Hewitt New Bridge Street research: recession’s impact on executive remuneration

Eighty percent of FTSE SmallCap companies responded to the economic downturn by freezing executive pay and reducing bonuses, concludes a series of reports on executive reward published by Hewitt New Bridge Street.

The report collates data published by companies in the FTSE SmallCap index, which comprises more than 250 businesses outside the FTSE 350 Index.

Rob Burdett, a principal consultant at Hewitt New Bridge Street, said: “[The economic downturn] has had a particular impact on SmallCap companies as they have seen cash flow dwindle and their financial security threatened.

“But it’s reassuring to see these companies taking swift and decisive action in relation to costs such as executive remuneration, which has been one of the most contentious topics of the past 18 months.”
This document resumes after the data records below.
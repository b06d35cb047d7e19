//! Fixed-expense command handlers.

use crate::access::{Credentials, Permission};
use crate::args::{DatedExpenseArgs, FormalInvoiceArgs, PayrollArgs, UtilityArgs};
use crate::commands::{authorize, load_month, save_month, Out};
use crate::model::{
    Amount, DatedExpense, FixedCategory, FormalSupplierInvoice, LineItem, PayrollEntry,
    UtilityItem,
};
use crate::{Config, Result};
use anyhow::bail;
use chrono::NaiveDate;
use std::collections::BTreeMap;
use uuid::Uuid;

/// A line item to append to one of the fixed-expense lists.
#[derive(Debug, Clone)]
pub enum NewFixedItem {
    Utility(UtilityArgs),
    Payroll(PayrollArgs),
    Bank(DatedExpenseArgs),
    Occasional(DatedExpenseArgs),
    Formal(FormalInvoiceArgs),
}

impl NewFixedItem {
    pub fn category(&self) -> FixedCategory {
        match self {
            NewFixedItem::Utility(_) => FixedCategory::Utilities,
            NewFixedItem::Payroll(_) => FixedCategory::Payroll,
            NewFixedItem::Bank(_) => FixedCategory::BankTransactions,
            NewFixedItem::Occasional(_) => FixedCategory::OccasionalSuppliers,
            NewFixedItem::Formal(_) => FixedCategory::FormalSuppliers,
        }
    }
}

/// The scalar fixed expenses.
#[derive(Debug, Clone, Copy, Eq, PartialEq)]
pub enum FixedAmount {
    Rent,
    Other,
}

fn permission_for(category: FixedCategory) -> Permission {
    match category {
        FixedCategory::Payroll => Permission::Administer,
        _ => Permission::Record,
    }
}

fn dated(args: &DatedExpenseArgs, id: String, created_by: Option<String>) -> DatedExpense {
    DatedExpense {
        id,
        date: args.date.trim().to_string(),
        description: args.description.trim().to_string(),
        amount: args.amount,
        created_by,
        other_fields: BTreeMap::new(),
    }
}

/// Appends a line item to its category. Payroll needs an admin; the other lists take any operator,
/// whose name is recorded on the item. Returns the new item's id.
pub async fn add_fixed_item(
    config: &Config,
    credentials: Option<Credentials<'_>>,
    today: NaiveDate,
    item: &NewFixedItem,
) -> Result<Out<String>> {
    let category = item.category();
    let created_by = authorize(config, credentials, permission_for(category))?;
    let mut month = load_month(config, today).await?;
    let id = Uuid::new_v4().to_string();
    let fixed = &mut month.fixed_expenses;

    let label = match item {
        NewFixedItem::Utility(args) => {
            let entry = UtilityItem {
                id: id.clone(),
                name: args.name.trim().to_string(),
                amount: args.amount,
                created_by,
                other_fields: BTreeMap::new(),
            };
            let label = entry.label();
            fixed.utilities.push(entry);
            label
        }
        NewFixedItem::Payroll(args) => {
            let entry = PayrollEntry {
                id: id.clone(),
                employee_name: args.employee.trim().to_string(),
                first_half_pay: args.first_half,
                second_half_pay: args.second_half,
                other_fields: BTreeMap::new(),
            };
            let label = entry.label();
            fixed.payroll.push(entry);
            label
        }
        NewFixedItem::Bank(args) => {
            let entry = dated(args, id.clone(), created_by);
            let label = entry.label();
            fixed.bank_transactions.push(entry);
            label
        }
        NewFixedItem::Occasional(args) => {
            let entry = dated(args, id.clone(), created_by);
            let label = entry.label();
            fixed.occasional_suppliers.push(entry);
            label
        }
        NewFixedItem::Formal(args) => {
            let entry = FormalSupplierInvoice {
                id: id.clone(),
                date: args.date.trim().to_string(),
                supplier_name: args.supplier.trim().to_string(),
                invoice_number: args.invoice.trim().to_string(),
                amount: args.amount,
                created_by,
                other_fields: BTreeMap::new(),
            };
            let label = entry.label();
            fixed.formal_suppliers.push(entry);
            label
        }
    };

    let total = fixed.category_total(category);
    save_month(config, &month).await?;
    let message = format!(
        "Added '{label}' to {}, category total is now {total}",
        category.label().to_lowercase()
    );
    Ok(Out::new(message, id))
}

/// Removes a line item from its category.
pub async fn remove_fixed_item(
    config: &Config,
    credentials: Option<Credentials<'_>>,
    today: NaiveDate,
    category: FixedCategory,
    id: &str,
) -> Result<Out<()>> {
    authorize(config, credentials, permission_for(category))?;
    let mut month = load_month(config, today).await?;
    if !month.fixed_expenses.remove(category, id) {
        bail!("{} has no item with id '{id}'", category.label());
    }
    save_month(config, &month).await?;
    Ok(format!("Removed {id} from {}", category.label().to_lowercase()).into())
}

/// Sets the month's rent or other expenses.
pub async fn set_fixed_amount(
    config: &Config,
    credentials: Option<Credentials<'_>>,
    today: NaiveDate,
    which: FixedAmount,
    amount: Amount,
) -> Result<Out<Amount>> {
    authorize(config, credentials, Permission::Record)?;
    let mut month = load_month(config, today).await?;
    let (field, name) = match which {
        FixedAmount::Rent => (&mut month.fixed_expenses.rent, "Rent"),
        FixedAmount::Other => (&mut month.fixed_expenses.other_expenses, "Other expenses"),
    };
    *field = amount;
    save_month(config, &month).await?;
    Ok(Out::new(format!("{name} set to {amount}"), amount))
}

/// Sets the opening float used by every day that has no override of its own. Needs an admin.
pub async fn set_default_float(
    config: &Config,
    credentials: Option<Credentials<'_>>,
    today: NaiveDate,
    amount: Amount,
) -> Result<Out<Amount>> {
    authorize(config, credentials, Permission::Administer)?;
    let mut month = load_month(config, today).await?;
    month.default_opening_float = amount;
    save_month(config, &month).await?;
    Ok(Out::new(
        format!("Days without their own float now open with {amount}"),
        amount,
    ))
}

#[cfg(test)]
mod tests {
    use super::*;
    use crate::commands::load_month;
    use crate::test::TestEnv;

    fn utility(name: &str, amount: i64) -> NewFixedItem {
        NewFixedItem::Utility(UtilityArgs {
            name: name.to_string(),
            amount: Amount::from(amount),
        })
    }

    fn payroll() -> NewFixedItem {
        NewFixedItem::Payroll(PayrollArgs {
            employee: "Luis".to_string(),
            first_half: Amount::from(600000),
            second_half: Amount::from(650000),
        })
    }

    #[tokio::test]
    async fn test_add_and_remove_items() {
        let env = TestEnv::new().await;
        let config = env.config();
        let today = env.today();

        let water = add_fixed_item(&config, None, today, &utility("water", 50000))
            .await
            .unwrap();
        add_fixed_item(&config, None, today, &utility("power", 120000))
            .await
            .unwrap();
        add_fixed_item(&config, None, today, &payroll()).await.unwrap();

        let month = load_month(&config, today).await.unwrap();
        assert_eq!(month.fixed_expenses.utilities[0].name, "water");
        assert_eq!(
            month.fixed_expenses.category_total(FixedCategory::Payroll),
            Amount::from(1250000)
        );

        let id = water.structure().unwrap();
        remove_fixed_item(&config, None, today, FixedCategory::Utilities, id)
            .await
            .unwrap();
        let month = load_month(&config, today).await.unwrap();
        assert_eq!(month.fixed_expenses.utilities.len(), 1);
        assert!(
            remove_fixed_item(&config, None, today, FixedCategory::Utilities, id)
                .await
                .is_err()
        );
    }

    #[tokio::test]
    async fn test_payroll_needs_admin() {
        let env = TestEnv::with_operators().await;
        let config = env.config();
        let today = env.today();
        let employee = Some(Credentials {
            name: "Ana",
            pin: "0000",
        });
        let admin = Some(Credentials {
            name: "Carlos",
            pin: "1234",
        });

        assert!(add_fixed_item(&config, employee, today, &payroll())
            .await
            .is_err());
        assert!(add_fixed_item(&config, admin, today, &payroll())
            .await
            .is_ok());

        let out = add_fixed_item(&config, employee, today, &utility("water", 1))
            .await
            .unwrap();
        assert!(out.message().contains("water"));
        let month = load_month(&config, today).await.unwrap();
        assert_eq!(
            month.fixed_expenses.utilities[0].created_by.as_deref(),
            Some("Ana")
        );

        assert!(set_default_float(&config, employee, today, Amount::from(1))
            .await
            .is_err());
        assert!(set_default_float(&config, admin, today, Amount::from(1))
            .await
            .is_ok());
    }

    #[tokio::test]
    async fn test_set_scalars() {
        let env = TestEnv::new().await;
        let config = env.config();
        let today = env.today();
        set_fixed_amount(&config, None, today, FixedAmount::Rent, Amount::from(900000))
            .await
            .unwrap();
        set_fixed_amount(&config, None, today, FixedAmount::Other, Amount::from(25000))
            .await
            .unwrap();
        let month = load_month(&config, today).await.unwrap();
        assert_eq!(month.fixed_expenses.rent, Amount::from(900000));
        assert_eq!(month.fixed_expenses.other_expenses, Amount::from(25000));
    }
}
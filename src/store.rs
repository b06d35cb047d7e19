//! The persistence boundary. A `Store` keeps raw month documents; everything read from one goes
//! through the migrator before the rest of the crate sees it.

use crate::migrate;
use crate::model::Month;
use crate::Result;
use async_trait::async_trait;
use chrono::NaiveDate;
use std::collections::HashMap;
use std::sync::Mutex;
use tracing::debug;

/// Persists month documents per account. Writes are last-writer-wins.
#[async_trait]
pub trait Store: Send + Sync {
    /// The raw JSON text of the account's current month, if one was ever saved.
    async fn load(&self, account_id: &str) -> Result<Option<String>>;

    async fn save(&self, account_id: &str, month: &Month) -> Result<()>;

    /// Keeps a copy of a month that is being closed, replacing any earlier copy of the same period.
    async fn archive(&self, account_id: &str, month: &Month) -> Result<()>;

    async fn load_archived(
        &self,
        account_id: &str,
        month_index: u32,
        year: i32,
    ) -> Result<Option<String>>;
}

/// Loads and migrates the account's current month. An account with nothing stored gets a fresh
/// month for the period containing `today`.
pub async fn open_month(store: &dyn Store, account_id: &str, today: NaiveDate) -> Result<Month> {
    match store.load(account_id).await? {
        Some(raw) => Ok(migrate::migrate_str(&raw, today)),
        None => {
            debug!("No month stored for '{account_id}'");
            Ok(Month::new(today))
        }
    }
}

/// Loads and migrates a closed month, if it was archived.
pub async fn open_archived_month(
    store: &dyn Store,
    account_id: &str,
    month_index: u32,
    year: i32,
    today: NaiveDate,
) -> Result<Option<Month>> {
    Ok(store
        .load_archived(account_id, month_index, year)
        .await?
        .map(|raw| migrate::migrate_str(&raw, today)))
}

/// An in-memory `Store`. Documents are stored as JSON text, as a real store would, so that reads
/// go through the migrator.
#[derive(Debug, Default)]
pub struct MemoryStore {
    current: Mutex<HashMap<String, String>>,
    archived: Mutex<HashMap<(String, u32, i32), String>>,
}

impl MemoryStore {
    /// A store that already holds `raw` as the current document of `account_id`.
    pub fn with_document(account_id: &str, raw: impl Into<String>) -> Self {
        let store = Self::default();
        if let Ok(mut current) = store.current.lock() {
            current.insert(account_id.to_string(), raw.into());
        }
        store
    }
}

fn poisoned<T>(_: T) -> anyhow::Error {
    anyhow::anyhow!("The in-memory store lock is poisoned")
}

#[async_trait]
impl Store for MemoryStore {
    async fn load(&self, account_id: &str) -> Result<Option<String>> {
        Ok(self.current.lock().map_err(poisoned)?.get(account_id).cloned())
    }

    async fn save(&self, account_id: &str, month: &Month) -> Result<()> {
        let body = migrate::serialize(month)?.to_string();
        self.current
            .lock()
            .map_err(poisoned)?
            .insert(account_id.to_string(), body);
        Ok(())
    }

    async fn archive(&self, account_id: &str, month: &Month) -> Result<()> {
        let body = migrate::serialize(month)?.to_string();
        self.archived.lock().map_err(poisoned)?.insert(
            (account_id.to_string(), month.month_index, month.year),
            body,
        );
        Ok(())
    }

    async fn load_archived(
        &self,
        account_id: &str,
        month_index: u32,
        year: i32,
    ) -> Result<Option<String>> {
        Ok(self
            .archived
            .lock()
            .map_err(poisoned)?
            .get(&(account_id.to_string(), month_index, year))
            .cloned())
    }
}
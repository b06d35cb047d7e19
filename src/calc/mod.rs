//! Reconciliation arithmetic. Everything here is a pure function of a `Month` (or one of its
//! days) and cannot fail.
mod daily;
mod monthly;

pub use daily::{daily_totals, DailyTotals};
pub use monthly::{monthly_totals, MonthlyTotals, SupplierSpend};
use std::sync::Arc;

use super::PageError;
use crate::records::JOB_REQUIREMENTS_RESOURCE;
use crate::storage::StorageAccessor;

/// Rendering data for a read-only table.
#[derive(Debug, Clone, Default)]
pub struct ReferenceView {
    pub search: String,
    pub headers: Vec<String>,
    pub results: Vec<Vec<String>>,
    pub total_rows: usize,
    pub missing: bool,
}

/// Read-only page over an untyped table such as the job requirements.
#[derive(Clone)]
pub struct ReferencePage {
    storage: Arc<StorageAccessor>,
    resource: &'static str,
}

impl ReferencePage {
    pub fn new(storage: Arc<StorageAccessor>, resource: &'static str) -> Self {
        Self { storage, resource }
    }

    pub fn job_requirements(storage: Arc<StorageAccessor>) -> Self {
        Self::new(storage, JOB_REQUIREMENTS_RESOURCE)
    }

    pub fn resource(&self) -> &'static str {
        self.resource
    }

    pub async fn view(&self, search: &str) -> Result<ReferenceView, PageError> {
        let snapshot = self.storage.load_reference(self.resource).await?;
        let missing = snapshot.is_missing();
        let table = snapshot.table;

        Ok(ReferenceView {
            search: search.to_string(),
            results: table.search(search).into_iter().map(<[String]>::to_vec).collect(),
            total_rows: table.len(),
            headers: table.headers,
            missing,
        })
    }
}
Other highlights of the report included:

  • Median actual bonuses most recently disclosed were 25% of salary compared to 50% for the year before.
  • Sole operation of a performance share plan was the most common approach to long-term incentives at 25%, although 25% still operate option plans.
  • Earnings per share (EPS) and total shareholder return (TSR) remain the most common measures used in long-term incentive arrangements.
  • Defined contribution (DC) pension plans remain the most common approach for executive directors at 60%.
  • Variable pay such as annual bonus and long-term incentives accounted for around 40-45% of a typical executive director’s remuneration package.